Ventress' favorite -- and possibly best -- event is the sheaf toss, which involves tossing a small simulated hay bale of about 10 pounds over a crossbar at a height similar to what a pole vaulter would clear. Ventress set the open division record for women in 2001. That record was 26 feet, but it was broken two weeks later, and the top women are so much stronger now that the current record is 35 feet.
All the events derive from something in Scottish culture, warfare or farming. Some competitors don't like the sheaf toss. "A lot of them think it's kind of hokey," she says. "What are you doing, throwing hay bales up in the barn? Probably, right. But I think a lot of us really embrace it because it's unique."
To be successful, Highland Games athletes need a combination of strength, explosiveness and technique, plus timing. You can't let go early or late. You need the right release point like a baseball or softball pitcher, particularly with the for-height throws. You can put together a world-record heave, but if it goes wide right or left, you're out of luck.
Ventress and her husband (who had to give up competing because of an injury about five years ago) live in Stillwater, Oklahoma. She recently left Oklahoma State, where she worked five years as a senior design engineer at the New Product Development Center, to launch her own business, which will produce clean nutritional supplements.
Ventress pays a lot of attention to her nutrition -- especially focusing on proteins for strength -- but grew frustrated because so many of the supplements contained chemicals and ingredients she believes are harmful. It's a big leap to start something new, but she says "at this point in my life, I figured it was either now or never."
She takes an analytical view of everything she does, whether in sport or business. She has her masters in chemical engineering and has worked as an engineer in manufacturing and design for about 30 years. Just a few years ago, she started working with a new trainer, James Bullock, whom she wishes she'd met 20 years ago. She started lifting weights when she was 14, but since working with Bullock, who emphasizes free weights, she's stronger than she's ever been. Her three to four sessions a week with him can last an hour to 90 minutes, and she loves her progress.
Over the years, Ventress says she's come to terms with the fact she doesn't need balance in her life. She cites 2014 as an example. After winning the masters age group world titles in 2012 and 2013, it was important to her to win a third straight in Scotland -- the sport's birthplace -- in the city of Inverness.

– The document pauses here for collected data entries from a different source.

use async_trait::async_trait;
use serde::{Deserialize, Serialize};

#[derive(Debug, Clone, Copy, PartialEq, Eq, Serialize, Deserialize)]
#[serde(rename_all = "lowercase")]
pub enum WorkerStatus {
    Healthy,
    Degraded,
    Unhealthy,
}

#[derive(Debug, Clone, Serialize, Deserialize)]
pub struct WorkerHealth {
    pub worker_id: String,
    pub status: WorkerStatus,
}

/// Where health pings go. §5's process-lifecycle requirement only calls for
/// the ping loop to run, not for a concrete health-ping broker topic, so the
/// default sink just logs; a binary that wants health pings published
/// somewhere else can supply its own.
#[async_trait]
pub trait HealthSink: Send + Sync {
    async fn report(&self, health: WorkerHealth);
}

pub struct LoggingHealthSink;

#[async_trait]
impl HealthSink for LoggingHealthSink {
    async fn report(&self, health: WorkerHealth) {
        tracing::info!(
            worker = %health.worker_id,
            status = ?health.status,
            "health ping"
        );
    }
}
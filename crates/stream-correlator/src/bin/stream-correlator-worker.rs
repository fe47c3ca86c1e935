//! stream-correlator-worker — threshold correlation over a sliding window
//! (§4.1 consumer-group mode, §4.4).

use std::sync::Arc;
use std::time::Duration;

use async_trait::async_trait;
use chrono::Utc;
use clap::Parser;
use siem_core::{AlertRaw, UemEvent};
use tokio::sync::Mutex;
use tracing::{error, info, warn};

use siem_broker::{keys, Broker};
use siem_config::{GlobalConfig, StageDefaults, StageSettings, StreamKeys};
use siem_rules::{load_stream_correlation_rules, RuleSet, StreamCorrelationRule};
use siem_runtime::{RuntimeError, Worker, WorkerBuilder, WorkerRunner};
use siem_store::ColumnStore;
use stream_correlator::{build_alert_row, extract_entity, should_alert};

const RELOAD_INTERVAL: Duration = Duration::from_secs(60);

#[derive(Parser, Debug)]
#[command(name = "stream-correlator-worker", version, about)]
struct Cli {
    #[arg(long, env = "SIEM_HEALTH_INTERVAL_SEC", default_value_t = 30)]
    health_interval: u64,

    #[arg(long, env = "SIEM_SHUTDOWN_TIMEOUT_SEC", default_value_t = 5)]
    shutdown_timeout: u64,
}

struct StreamCorrelatorWorker {
    broker: Arc<Broker>,
    store: Arc<ColumnStore>,
    rules: Arc<RuleSet<StreamCorrelationRule>>,
    streams: StreamKeys,
    settings: StageSettings,
    consume_handle: Mutex<Option<tokio::task::JoinHandle<()>>>,
    reload_handle: Mutex<Option<tokio::task::JoinHandle<()>>>,
}

impl StreamCorrelatorWorker {
    async fn consume_loop(
        broker: Arc<Broker>,
        store: Arc<ColumnStore>,
        rules: Arc<RuleSet<StreamCorrelationRule>>,
        streams: StreamKeys,
        settings: StageSettings,
    ) {
        if let Err(err) = broker.ensure_group(&streams.filtered, &settings.group).await {
            error!(error = %err, "failed to create stream correlator consumer group");
        }

        loop {
            let records = match broker
                .read_group(
                    &streams.filtered,
                    &settings.group,
                    &settings.consumer,
                    settings.batch_size,
                    settings.block_ms,
                )
                .await
            {
                Ok(records) => records,
                Err(err) => {
                    error!(error = %err, "broker read failed, retrying");
                    tokio::time::sleep(Duration::from_secs(1)).await;
                    continue;
                }
            };

            if records.is_empty() {
                continue;
            }

            let mut alerts: Vec<AlertRaw> = Vec::new();
            let now_dt = Utc::now();
            let now = now_dt.timestamp_millis() as f64 / 1000.0;

            for record in &records {
                let event = UemEvent::from_map(record.fields.iter().cloned().collect());
                let current_rules = rules.load();

                for rule in current_rules.iter() {
                    let Some(entity_key) = extract_entity(rule, &event) else {
                        continue;
                    };

                    let window_key = keys::window_key(rule.id, entity_key);
                    let last_alert_key = keys::last_alert_key(rule.id, entity_key);

                    if let Err(err) = broker.window_add(&window_key, &record.id, now).await {
                        error!(error = %err, "failed to record window arrival");
                        continue;
                    }
                    let cutoff = now - f64::from(rule.window_s);
                    if let Err(err) = broker.window_trim(&window_key, cutoff).await {
                        warn!(error = %err, "failed to evict expired window members");
                    }
                    let size = match broker.window_count(&window_key).await {
                        Ok(size) => size,
                        Err(err) => {
                            error!(error = %err, "failed to read window size");
                            continue;
                        }
                    };
                    let last_alert_ts = match broker.get_scalar(&last_alert_key).await {
                        Ok(value) => value.and_then(|v| v.parse::<f64>().ok()),
                        Err(err) => {
                            error!(error = %err, "failed to read last alert timestamp");
                            None
                        }
                    };

                    if !should_alert(size, rule.threshold, last_alert_ts, now, rule.window_s) {
                        continue;
                    }

                    if let Err(err) = broker.set_scalar(&last_alert_key, &now.to_string()).await {
                        warn!(error = %err, "failed to persist last alert timestamp");
                    }

                    alerts.push(build_alert_row(rule, entity_key, now_dt, size as u32));
                }
            }

            let insert_ok = match store.insert_alerts_raw(&alerts).await {
                Ok(()) => true,
                Err(err) => {
                    error!(error = %err, count = alerts.len(), "failed to insert stream alerts, batch will be redelivered");
                    false
                }
            };

            if insert_ok {
                let ids: Vec<String> = records.into_iter().map(|r| r.id).collect();
                if let Err(err) = broker.ack(&streams.filtered, &settings.group, &ids).await {
                    error!(error = %err, "failed to ack stream correlator batch");
                }
            }
        }
    }
}

#[async_trait]
impl Worker for StreamCorrelatorWorker {
    async fn start(&self) -> Result<(), RuntimeError> {
        let consume_handle = tokio::spawn(Self::consume_loop(
            self.broker.clone(),
            self.store.clone(),
            self.rules.clone(),
            self.streams.clone(),
            self.settings.clone(),
        ));
        *self.consume_handle.lock().await = Some(consume_handle);

        let rules = self.rules.clone();
        let store = self.store.clone();
        let reload_handle = tokio::spawn(siem_rules::repository::reload_periodically(
            rules,
            RELOAD_INTERVAL,
            move || {
                let store = store.clone();
                async move { load_stream_correlation_rules(&store).await }
            },
        ));
        *self.reload_handle.lock().await = Some(reload_handle);

        info!("stream correlator worker started");
        Ok(())
    }

    async fn stop(&self) -> Result<(), RuntimeError> {
        if let Some(handle) = self.consume_handle.lock().await.take() {
            handle.abort();
        }
        if let Some(handle) = self.reload_handle.lock().await.take() {
            handle.abort();
        }
        info!("stream correlator worker stopped");
        Ok(())
    }

    fn name(&self) -> &str {
        "stream-correlator-worker"
    }
}

#[tokio::main]
async fn main() -> anyhow::Result<()> {
    siem_config::load_dotenv();
    let global = GlobalConfig::from_env();
    siem_logging::init(&global.log_level);

    let cli = Cli::parse();

    let broker_config = siem_config::broker_config_from_env();
    let store_config = siem_config::store_config_from_env();
    let streams = StreamKeys::from_env();
    let settings = StageSettings::from_env("stream_corr", &StageDefaults::STREAM_CORR);

    let broker = Arc::new(Broker::connect(&broker_config)?);
    let store = Arc::new(ColumnStore::connect(store_config).await?);

    let initial_rules = load_stream_correlation_rules(&store).await?;
    info!(count = initial_rules.len(), "loaded stream correlation rules");
    let rules = Arc::new(RuleSet::new(initial_rules));

    let worker = Arc::new(StreamCorrelatorWorker {
        broker,
        store,
        rules,
        streams,
        settings,
        consume_handle: Mutex::new(None),
        reload_handle: Mutex::new(None),
    });

    let config = WorkerBuilder::new(global.instance_name.clone())
        .health_interval(Duration::from_secs(cli.health_interval))
        .shutdown_timeout(Duration::from_secs(cli.shutdown_timeout))
        .build();

    WorkerRunner::run(worker, config, None).await?;
    Ok(())
}
//! Summary statistics derived from a [`WeatherWindow`].
//!
//! Nothing here is cached: every value is recomputed from the window it is given.

use serde::Serialize;

use crate::model::{HourRecord, WeatherWindow};

/// Dominant condition reported for an empty window.
pub const NO_CONDITION: &str = "None";

/// Condition label → occurrence count, iterated in first-seen order.
#[derive(Debug, Clone, Default, PartialEq, Eq, Serialize)]
pub struct ConditionFrequency {
    entries: Vec<(String, usize)>,
}

impl ConditionFrequency {
    pub fn from_records<'a>(records: impl IntoIterator<Item = &'a HourRecord>) -> Self {
        let mut freq = Self::default();
        for record in records {
            freq.increment(&record.condition.label);
        }
        freq
    }

    fn increment(&mut self, label: &str) {
        match self.entries.iter_mut().find(|(l, _)| l == label) {
            Some((_, count)) => *count += 1,
            None => self.entries.push((label.to_string(), 1)),
        }
    }

    pub fn get(&self, label: &str) -> Option<usize> {
        self.entries
            .iter()
            .find(|(l, _)| l == label)
            .map(|(_, count)| *count)
    }

    pub fn iter(&self) -> impl Iterator<Item = (&str, usize)> {
        self.entries.iter().map(|(l, c)| (l.as_str(), *c))
    }

    pub fn labels(&self) -> impl Iterator<Item = &str> {
        self.entries.iter().map(|(l, _)| l.as_str())
    }

    pub fn len(&self) -> usize {
        self.entries.len()
    }

    pub fn is_empty(&self) -> bool {
        self.entries.is_empty()
    }

    /// Label with the highest count; ties go to the label seen first.
    pub fn dominant(&self) -> Option<&str> {
        let mut best: Option<(&str, usize)> = None;
        for (label, count) in self.iter() {
            if best.is_none_or(|(_, top)| count > top) {
                best = Some((label, count));
            }
        }
        best.map(|(label, _)| label)
    }
}

pub fn high_temp(window: &WeatherWindow) -> Option<f64> {
    window.iter().map(|r| r.temperature_c).reduce(f64::max)
}

pub fn low_temp(window: &WeatherWindow) -> Option<f64> {
    window.iter().map(|r| r.temperature_c).reduce(f64::min)
}

/// Most frequent condition label, or [`NO_CONDITION`] for an empty window.
pub fn dominant_condition(window: &WeatherWindow) -> String {
    ConditionFrequency::from_records(window)
        .dominant()
        .unwrap_or(NO_CONDITION)
        .to_string()
}

/// Distinct condition labels in first-seen order.
pub fn unique_conditions(window: &WeatherWindow) -> Vec<String> {
    ConditionFrequency::from_records(window)
        .labels()
        .map(str::to_owned)
        .collect()
}

pub fn celsius_to_fahrenheit(celsius: f64) -> f64 {
    celsius * 9.0 / 5.0 + 32.0
}

/// Fahrenheit with exactly one decimal place, e.g. `"32.0"`.
///
/// Uses Rust's fixed-point formatting, which rounds the binary value half-to-even.
pub fn format_fahrenheit(celsius: f64) -> String {
    format!("{:.1}", celsius_to_fahrenheit(celsius))
}

/// All window statistics computed in one pass over the condition labels.
#[derive(Debug, Clone, PartialEq, Serialize)]
pub struct WindowStats {
    pub high_temp_c: Option<f64>,
    pub low_temp_c: Option<f64>,
    pub dominant_condition: String,
    pub condition_frequency: ConditionFrequency,
}

impl WindowStats {
    pub fn from_window(window: &WeatherWindow) -> Self {
        let condition_frequency = ConditionFrequency::from_records(window);
        let dominant_condition = condition_frequency
            .dominant()
            .unwrap_or(NO_CONDITION)
            .to_string();

        Self {
            high_temp_c: high_temp(window),
            low_temp_c: low_temp(window),
            dominant_condition,
            condition_frequency,
        }
    }

    pub fn unique_conditions(&self) -> Vec<String> {
        self.condition_frequency.labels().map(str::to_owned).collect()
    }
}
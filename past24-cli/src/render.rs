//! Plain-text rendering of the dashboard panels.

use past24_core::{
    ConditionFrequency, HistoryProvider, HourRecord,
    dashboard::{Dashboard, DetailView, Summary},
};

/// Block characters for temperature levels (8 levels).
const BLOCKS: [char; 8] = ['▁', '▂', '▃', '▄', '▅', '▆', '▇', '█'];

const BAR_WIDTH: usize = 24;

const NO_DATA: &str = "Loading or no data...\n";

pub fn dashboard<P: HistoryProvider>(dash: &Dashboard<P>) -> String {
    let mut out = format!("Past 24-Hour Weather for: {}\n\n", dash.city());

    if dash.window().is_empty() {
        out.push_str(NO_DATA);
        return out;
    }

    out.push_str(&summary(&dash.summary()));
    out.push_str(&format!(
        "\nFilter options: {}\nFilter: {}\n\n",
        dash.filter_options().join(", "),
        dash.filter(),
    ));

    let rows = dash.table_rows();
    if rows.is_empty() {
        out.push_str(NO_DATA);
    } else {
        out.push_str(&table(&rows));
    }

    let temps: Vec<f64> = dash.temperature_series().iter().map(|(_, t)| *t).collect();
    out.push_str(&format!("\nTemperature (°C): {}\n\nConditions:\n", sparkline(&temps)));
    out.push_str(&condition_bars(&dash.condition_bars()));

    out
}

pub fn summary(summary: &Summary) -> String {
    let dash = "-".to_string();
    format!(
        "Summary Stats (Last 24 Hours)\n\
         High Temp: {}°F\n\
         Low Temp: {}°F\n\
         Most Common Condition: {}\n",
        summary.high_f.as_ref().unwrap_or(&dash),
        summary.low_f.as_ref().unwrap_or(&dash),
        summary.dominant_condition,
    )
}

pub fn table(rows: &[&HourRecord]) -> String {
    let label_width = rows
        .iter()
        .map(|r| r.condition.label.chars().count())
        .max()
        .unwrap_or(0)
        .max("Condition".len());

    let header = format!("{:<5}  {:>9}  {:<label_width$}  Icon\n", "Time", "Temp (°C)", "Condition");
    rows.iter().fold(header, |mut out, r| {
        out.push_str(&format!(
            "{:<5}  {:>9.1}  {:<label_width$}  {}\n",
            r.time_of_day(),
            r.temperature_c,
            r.condition.label,
            r.condition.icon_url,
        ));
        out
    })
}

pub fn sparkline(values: &[f64]) -> String {
    let (Some(min), Some(max)) = (
        values.iter().copied().reduce(f64::min),
        values.iter().copied().reduce(f64::max),
    ) else {
        return String::new();
    };

    let span = max - min;
    values
        .iter()
        .map(|v| {
            let normalized = if span > 0.0 { (v - min) / span } else { 0.5 };
            let index = ((normalized * 7.0).round() as usize).min(7);
            BLOCKS[index]
        })
        .collect()
}

pub fn condition_bars(freq: &ConditionFrequency) -> String {
    let top = freq.iter().map(|(_, c)| c).max().unwrap_or(0);
    let label_width = freq.labels().map(|l| l.chars().count()).max().unwrap_or(0);

    freq.iter()
        .map(|(label, count)| {
            let len = if top == 0 { 0 } else { count * BAR_WIDTH / top };
            format!("  {label:<label_width$}  {} {count}\n", "█".repeat(len.max(1)))
        })
        .collect()
}

pub fn detail(timestamp: &str, view: Option<&DetailView<'_>>) -> String {
    let Some(view) = view else {
        return "Loading data or no data found for this time.\n".to_string();
    };

    let r = view.record;
    format!(
        "Weather Details for {timestamp}\n\
         Temperature: {}°F\n\
         Condition: {}\n\
         Feels Like: {}°F\n\
         Humidity: {}%\n\
         Wind Speed: {} kph\n\
         Pressure: {} mb\n\
         Icon: {}\n",
        view.temperature_f,
        r.condition.label,
        view.feels_like_f,
        r.humidity_pct,
        r.wind_kph,
        r.pressure_mb,
        r.condition.icon_url,
    )
}
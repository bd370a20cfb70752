use crate::{Config, HourRecord, provider::weatherapi::WeatherApiProvider};
use async_trait::async_trait;
use chrono::NaiveDate;
use std::fmt::Debug;
use thiserror::Error;

pub mod weatherapi;

/// Any failure while fetching one day of history.
///
/// Callers treat every variant the same way; the distinction only feeds the log.
#[derive(Debug, Error)]
pub enum FetchError {
    #[error("request for {city} on {date} failed: {source}")]
    Transport {
        city: String,
        date: NaiveDate,
        #[source]
        source: reqwest::Error,
    },

    #[error("provider returned status {status} for {city} on {date}: {body}")]
    Status {
        city: String,
        date: NaiveDate,
        status: reqwest::StatusCode,
        body: String,
    },

    #[error("malformed provider response for {city} on {date}: {source}")]
    Malformed {
        city: String,
        date: NaiveDate,
        #[source]
        source: serde_json::Error,
    },

    #[error("provider response for {city} on {date} contained no forecastday data")]
    MissingDay { city: String, date: NaiveDate },

    #[error("fetch for {city} was superseded")]
    Cancelled { city: String },
}

/// Source of hourly history for one calendar day.
#[async_trait]
pub trait HistoryProvider: Send + Sync + Debug {
    /// All hourly records the provider has for `date`, in chronological order.
    async fn day_history(&self, city: &str, date: NaiveDate) -> Result<Vec<HourRecord>, FetchError>;
}

/// Construct the weatherapi.com provider from config.
pub fn provider_from_config(config: &Config) -> anyhow::Result<WeatherApiProvider> {
    let api_key = config.resolved_api_key().ok_or_else(|| {
        anyhow::anyhow!(
            "No API key configured.\n\
             Hint: run `past24 configure` or set {}.",
            crate::config::API_KEY_ENV
        )
    })?;

    let provider = match config.base_url.as_deref() {
        Some(base_url) => WeatherApiProvider::with_base_url(api_key, base_url),
        None => WeatherApiProvider::new(api_key),
    };

    Ok(provider)
}
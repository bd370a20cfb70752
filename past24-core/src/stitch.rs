use crate::model::{HourRecord, WeatherWindow};

/// Length of a complete trailing window.
pub const WINDOW_HOURS: usize = 24;

/// Merge yesterday's records with today's observed hours into one trailing window.
///
/// Takes the last `24 - today.len()` hours of yesterday (none if today already
/// fills the window) followed by today. The result never exceeds
/// [`WINDOW_HOURS`] entries and its timestamps are strictly increasing; a record
/// that would repeat or go back in time relative to the previous one is dropped.
pub fn stitch(yesterday: &[HourRecord], today: &[HourRecord]) -> WeatherWindow {
    let today = &today[today.len().saturating_sub(WINDOW_HOURS)..];
    let from_yesterday = WINDOW_HOURS.saturating_sub(today.len());
    let yesterday = &yesterday[yesterday.len().saturating_sub(from_yesterday)..];

    let mut records: Vec<HourRecord> = Vec::with_capacity(yesterday.len() + today.len());
    for record in yesterday.iter().chain(today) {
        let advances = records
            .last()
            .is_none_or(|prev| prev.timestamp < record.timestamp);
        if advances {
            records.push(record.clone());
        }
    }

    WeatherWindow::from_ordered(records)
}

She says getting that third straight championship "was like everything I was living for." All she did was work, train and compete. All her energy was focused on getting to the top of the podium in Inverness.
"That whole balance thing? That's kind of a myth," she says. "If you're really going for something like that, it affects everything, every day, your focus, your meals, your training."
But, she won the title and had a great vacation in Scotland and Northern Ireland with her husband and mother-in-law to boot. Says Ventress: "It was fantastic."
Because of her new venture, she's not competing as much this year. She'll compete in about five Games in 2018, but in some years, she's done as many as 17. Still, she continues to train hard.
When she received her new hip, her surgeon told her, "You're never going to wear this hip out."
"I thought, 'Challenge accepted!'" she recalls, laughing.